La Herencia del Maíz

El Rey de los Cereales

Por: Raisy Senois

La nutrición es a no dudar, de primer orden para la vida de cualquier humano, por siglos las tradiciones y costumbres, siguen cobrando vigencia y los alimentos son parte de estas, con el paso del tiempo se constituyen en elemento imprescindible para todo ser viviente sobre la faz de la tierra.

En México y Centroamérica, especialmente El Salvador y Guatemala, existe el consumo de un cereal que representa la cultura gastronómica de estos países; para nadie es adivinanza saber que nos referimos al maíz, consumido de variadas formas, aquí en Guatemala la manera más usual de ingesta es con las tortillas, es la semilla con mayor cantidad de producción en el mundo hasta el punto de  superar al arroz y el trigo.
Sin embargo, hagamos un alto y remontémonos al origen del maíz y cómo llega a Guatemala convirtiéndose en el principal producto agrícola del país y por lo tanto en el primordial alimento de consumo diario.

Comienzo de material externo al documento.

//! SQLite task repository implementation.
//!
//! Implements `TaskRepository` from `tasklane-core`. Besides the task rows it
//! maintains the scheduling projections: `queue_items` for queued attempts,
//! `task_runtimes` for running ones and `retry_queue_items` for retries
//! waiting out their backoff. An attempt sits in at most one of them.

use chrono::{DateTime, Duration, Utc};
use sqlx::sqlite::SqliteRow;
use sqlx::{Row, SqliteConnection};
use tasklane_core::repository::TaskRepository;
use tasklane_types::dag::{Dag, DagRef, NewDag};
use tasklane_types::error::RepositoryError;
use tasklane_types::task::{
    DurableSleep, NewTask, ReleasedTask, ReplayTask, ScheduledRetry, Task, TaskAssignment,
    TaskIdInsertedAt, TaskIdInsertedAtRetryCount, TaskStatus, TenantId,
};
use uuid::Uuid;

use super::codec::{
    db_err, format_datetime, from_json, from_opt_json, opt_json, parse_datetime, parse_enum,
    parse_tenant, parse_uuid, stamp, to_json,
};
use super::gateway::{SqliteGateway, SqliteTx};

const TASK_COLUMNS: &str = "id, inserted_at, tenant_id, external_id, workflow_id, \
    workflow_version_id, workflow_run_id, step_id, step_readable_id, action_id, dag_id, \
    dag_inserted_at, dag_external_id, retry_count, internal_retry_count, initial_state, \
    initial_state_reason, status, priority, queue, concurrency_keys, step_expression_values, \
    parent, retry_policy, timeout_secs, additional_metadata";

const DAG_COLUMNS: &str = "id, inserted_at, tenant_id, external_id, workflow_id, \
    workflow_version_id, additional_metadata, total_tasks, parent_task_external_id";

/// Internal row type for mapping SQLite rows to domain Task.
struct TaskRow {
    id: i64,
    inserted_at: String,
    tenant_id: String,
    external_id: String,
    workflow_id: String,
    workflow_version_id: String,
    workflow_run_id: String,
    step_id: String,
    step_readable_id: String,
    action_id: String,
    dag_id: Option<i64>,
    dag_inserted_at: Option<String>,
    dag_external_id: Option<String>,
    retry_count: i32,
    internal_retry_count: i32,
    initial_state: String,
    initial_state_reason: Option<String>,
    status: String,
    priority: i32,
    queue: String,
    concurrency_keys: String,
    step_expression_values: String,
    parent: Option<String>,
    retry_policy: String,
    timeout_secs: i64,
    additional_metadata: Option<String>,
}

impl TaskRow {
    fn from_row(row: &SqliteRow) -> Result<Self, sqlx::Error> {
        Ok(Self {
            id: row.try_get("id")?,
            inserted_at: row.try_get("inserted_at")?,
            tenant_id: row.try_get("tenant_id")?,
            external_id: row.try_get("external_id")?,
            workflow_id: row.try_get("workflow_id")?,
            workflow_version_id: row.try_get("workflow_version_id")?,
            workflow_run_id: row.try_get("workflow_run_id")?,
            step_id: row.try_get("step_id")?,
            step_readable_id: row.try_get("step_readable_id")?,
            action_id: row.try_get("action_id")?,
            dag_id: row.try_get("dag_id")?,
            dag_inserted_at: row.try_get("dag_inserted_at")?,
            dag_external_id: row.try_get("dag_external_id")?,
            retry_count: row.try_get("retry_count")?,
            internal_retry_count: row.try_get("internal_retry_count")?,
            initial_state: row.try_get("initial_state")?,
            initial_state_reason: row.try_get("initial_state_reason")?,
            status: row.try_get("status")?,
            priority: row.try_get("priority")?,
            queue: row.try_get("queue")?,
            concurrency_keys: row.try_get("concurrency_keys")?,
            step_expression_values: row.try_get("step_expression_values")?,
            parent: row.try_get("parent")?,
            retry_policy: row.try_get("retry_policy")?,
            timeout_secs: row.try_get("timeout_secs")?,
            additional_metadata: row.try_get("additional_metadata")?,
        })
    }

    fn into_task(self) -> Result<Task, RepositoryError> {
        let dag = match (self.dag_id, self.dag_inserted_at, self.dag_external_id) {
            (Some(id), Some(inserted_at), Some(external_id)) => Some(DagRef {
                id,
                inserted_at: parse_datetime(&inserted_at)?,
                external_id: parse_uuid(&external_id)?,
            }),
            _ => None,
        };

        Ok(Task {
            id: self.id,
            inserted_at: parse_datetime(&self.inserted_at)?,
            tenant_id: parse_tenant(&self.tenant_id)?,
            external_id: parse_uuid(&self.external_id)?,
            workflow_id: parse_uuid(&self.workflow_id)?,
            workflow_version_id: parse_uuid(&self.workflow_version_id)?,
            workflow_run_id: parse_uuid(&self.workflow_run_id)?,
            step_id: parse_uuid(&self.step_id)?,
            step_readable_id: self.step_readable_id,
            action_id: self.action_id,
            dag,
            retry_count: self.retry_count,
            internal_retry_count: self.internal_retry_count,
            initial_state: parse_enum(&self.initial_state)?,
            initial_state_reason: self.initial_state_reason,
            status: parse_enum(&self.status)?,
            priority: self.priority,
            queue: self.queue,
            concurrency_keys: from_json(&self.concurrency_keys)?,
            step_expression_values: from_json(&self.step_expression_values)?,
            parent: from_opt_json(self.parent.as_deref())?,
            retry_policy: from_json(&self.retry_policy)?,
            timeout_secs: self.timeout_secs,
            additional_metadata: from_opt_json(self.additional_metadata.as_deref())?,
        })
    }
}

fn task_from_row(row: &SqliteRow) -> Result<Task, RepositoryError> {
    TaskRow::from_row(row).map_err(db_err)?.into_task()
}

fn dag_from_row(row: &SqliteRow) -> Result<Dag, RepositoryError> {
    let inserted_at: String = row.try_get("inserted_at").map_err(db_err)?;
    let tenant_id: String = row.try_get("tenant_id").map_err(db_err)?;
    let external_id: String = row.try_get("external_id").map_err(db_err)?;
    let workflow_id: String = row.try_get("workflow_id").map_err(db_err)?;
    let workflow_version_id: String = row.try_get("workflow_version_id").map_err(db_err)?;
    let additional_metadata: Option<String> = row.try_get("additional_metadata").map_err(db_err)?;
    let parent_task_external_id: Option<String> =
        row.try_get("parent_task_external_id").map_err(db_err)?;

    Ok(Dag {
        id: row.try_get("id").map_err(db_err)?,
        inserted_at: parse_datetime(&inserted_at)?,
        tenant_id: parse_tenant(&tenant_id)?,
        external_id: parse_uuid(&external_id)?,
        workflow_id: parse_uuid(&workflow_id)?,
        workflow_version_id: parse_uuid(&workflow_version_id)?,
        additional_metadata: from_opt_json(additional_metadata.as_deref())?,
        total_tasks: row.try_get("total_tasks").map_err(db_err)?,
        parent_task_external_id: parent_task_external_id.as_deref().map(parse_uuid).transpose()?,
    })
}

fn attempt_from_row(row: &SqliteRow) -> Result<TaskIdInsertedAtRetryCount, RepositoryError> {
    let inserted_at: String = row.try_get("task_inserted_at").map_err(db_err)?;
    Ok(TaskIdInsertedAtRetryCount {
        id: row.try_get("task_id").map_err(db_err)?,
        inserted_at: parse_datetime(&inserted_at)?,
        retry_count: row.try_get("retry_count").map_err(db_err)?,
    })
}

fn sleep_from_row(row: &SqliteRow) -> Result<DurableSleep, RepositoryError> {
    let tenant_id: String = row.try_get("tenant_id").map_err(db_err)?;
    let sleep_until: String = row.try_get("sleep_until").map_err(db_err)?;
    Ok(DurableSleep {
        id: row.try_get("id").map_err(db_err)?,
        tenant_id: parse_tenant(&tenant_id)?,
        sleep_until: parse_datetime(&sleep_until)?,
        sleep_duration_secs: row.try_get("sleep_duration_secs").map_err(db_err)?,
    })
}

Sobre su etimología existen varias versiones, pero la más consistente, sitúa su origen en América Central y en Tehuacán México, hace 7,000 años a partir de ahí se expandió a otros países hasta el punto de llegar a Europa; algunos investigadores también afirman que existían centros secundarios en otros países latinos.
La mazorca (Zea mays), pertenece al grupo gramínea procedente de América, la palabra maíz significa (lo que sustenta la vida) los pobladores recogían las semillas y empezaron a sembrarlas, con el paso del tiempo descubrieron que servían para la alimentación.

 

Las investigaciones indican que este cereal ha ido aumentando, establecen que evolucionó del maíz silvestre mejor conocido como teocinte o “grano divino”
Los cambios en la agronomía mesoamericana y la selección de los agricultores de diferentes tipos de mazorca, buscaban características favorables, tuvo su origen en los cambios genéticos del cereal silvestre; debieron tomar ciertos cuidados para que esta nueva mezcla pudiese prosperar a tal punto que la intervención del hombre se hizo más presente en todo el proceso, las investigaciones establecen que la forma física del maíz era diferente a la actual y en la evolución se convirtió en una mazorca más fácil en su siembra y también en su cosecha.
El principal alimento de los aztecas y los mayas era el maíz, costumbre culinaria que se expandió de generación a generación, para las antiguas civilizaciones este cereal era más que alimentación porque fue un factor importante también en sus creencias religiosas y festivas al punto que ambas aseguraban que la sangre y la carne estaban formadas del maíz.

El Popol Vuh es un relato épico basado en las leyendas de la extraordinaria civilización maya-quiché, que habla sobre la creación del mundo; se sabe que está influenciada por algunos sacerdotes quienes en su evangelización en 1550, ayudaron a conservar la cultura ancestral y sus tradiciones, para no perderlas diluyéndolas entre la cultura occidental y en este libro que consideraban sagrado, se habla del dios del maíz, como una deidad, lo que comprueba la importancia que tenía para ellos.
A la hora de establecer contacto con la cultura de los Mayas, el maíz hace su más brillante aparición, siendo ejemplo y representación de sus costumbres culinarias pero también de sus guerras y batallas donde el cereal fue testigo de muertes y entre sus milpas sirvió hasta de refugios para aquellos guerreros que se rebelaron contra el sistema imperante en diferentes épocas.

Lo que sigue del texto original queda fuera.